- WHAT THE TASK ASKS -
Reproduce only the stretch of entries below that begins at the first line and ends at the line holding "is an error.".

==============================

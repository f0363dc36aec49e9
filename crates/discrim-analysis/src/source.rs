use std::{
    collections::{BTreeMap, HashMap},
    io,
    path::{Path, PathBuf},
};

use discrim_stats::histogram::Histogram;

use crate::{
    error::AnalysisError,
    schema::{HistogramFile, HistogramRecord},
    util,
};

/// Where per-sample histograms come from.
pub trait HistogramSource {
    /// Loads histogram `histogram` of sample `sample`.
    ///
    /// Returns `Ok(None)` when the sample as a whole is unavailable. A sample
    /// that exists but lacks the histogram is an error.
    fn load(&self, sample: &str, histogram: &str) -> Result<Option<Histogram>, AnalysisError>;
}

/// A directory holding one JSON histogram file per sample.
#[derive(Debug, Clone)]
pub struct JsonHistogramDir {
    dir: PathBuf,
    suffix: String,
}

impl JsonHistogramDir {
    pub const DEFAULT_SUFFIX: &str = "_hist.json";

    pub fn new(dir: impl Into<PathBuf>) -> Self {
        Self {
            dir: dir.into(),
            suffix: Self::DEFAULT_SUFFIX.to_owned(),
        }
    }

    #[must_use]
    pub fn with_suffix(mut self, suffix: impl Into<String>) -> Self {
        self.suffix = suffix.into();
        self
    }

    /// Path of the file that holds `sample`'s histograms.
    #[must_use]
    pub fn sample_path(&self, sample: &str) -> PathBuf {
        self.dir.join(format!("{sample}{}", self.suffix))
    }
}

impl HistogramSource for JsonHistogramDir {
    fn load(&self, sample: &str, histogram: &str) -> Result<Option<Histogram>, AnalysisError> {
        let path = self.sample_path(sample);
        let mut file: HistogramFile = match util::read_json_file("histogram", &path) {
            Ok(file) => file,
            Err(AnalysisError::Io { source, .. }) if source.kind() == io::ErrorKind::NotFound => {
                tracing::warn!(sample, path = %path.display(), "histogram file not found");
                return Ok(None);
            }
            Err(e) => return Err(e),
        };
        let record = file
            .histograms
            .remove(histogram)
            .ok_or_else(|| AnalysisError::MissingHistogram {
                sample: sample.to_owned(),
                histogram: histogram.to_owned(),
            })?;
        Ok(Some(Histogram::try_from(record)?))
    }
}

/// In-process histograms keyed by `(sample, histogram)`.
#[derive(Debug, Clone, Default)]
pub struct MemorySource {
    histograms: HashMap<(String, String), Histogram>,
}

impl MemorySource {
    #[must_use]
    pub fn new() -> Self {
        Self::default()
    }

    pub fn insert(
        &mut self,
        sample: impl Into<String>,
        histogram: impl Into<String>,
        hist: Histogram,
    ) -> Option<Histogram> {
        self.histograms.insert((sample.into(), histogram.into()), hist)
    }

    fn has_sample(&self, sample: &str) -> bool {
        self.histograms.keys().any(|(s, _)| s == sample)
    }
}

impl HistogramSource for MemorySource {
    fn load(&self, sample: &str, histogram: &str) -> Result<Option<Histogram>, AnalysisError> {
        if !self.has_sample(sample) {
            return Ok(None);
        }
        self.histograms
            .get(&(sample.to_owned(), histogram.to_owned()))
            .cloned()
            .map(Some)
            .ok_or_else(|| AnalysisError::MissingHistogram {
                sample: sample.to_owned(),
                histogram: histogram.to_owned(),
            })
    }
}

/// Writes `histograms` as one sample's histogram file.
pub fn save_histogram_file<'a, P, I>(path: P, histograms: I) -> Result<(), AnalysisError>
where
    P: AsRef<Path>,
    I: IntoIterator<Item = (&'a str, &'a Histogram)>,
{
    let file = HistogramFile {
        histograms: histograms
            .into_iter()
            .map(|(name, hist)| (name.to_owned(), HistogramRecord::from(hist)))
            .collect::<BTreeMap<_, _>>(),
    };
    util::write_json_file(path, &file)
}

==============================

- OUTPUT OF THE TASK -
repository f0363dc36aec49e9
filename crates/discrim-analysis/src/source.rs
use std::{
    collections::{BTreeMap, HashMap},
    io,
    path::{Path, PathBuf},
};

use discrim_stats::histogram::Histogram;

use crate::{
    error::AnalysisError,
    schema::{HistogramFile, HistogramRecord},
    util,
};

/// Where per-sample histograms come from.
pub trait HistogramSource {
    /// Loads histogram `histogram` of sample `sample`.
    ///
    /// Returns `Ok(None)` when the sample as a whole is unavailable. A sample
    /// that exists but lacks the histogram is an error.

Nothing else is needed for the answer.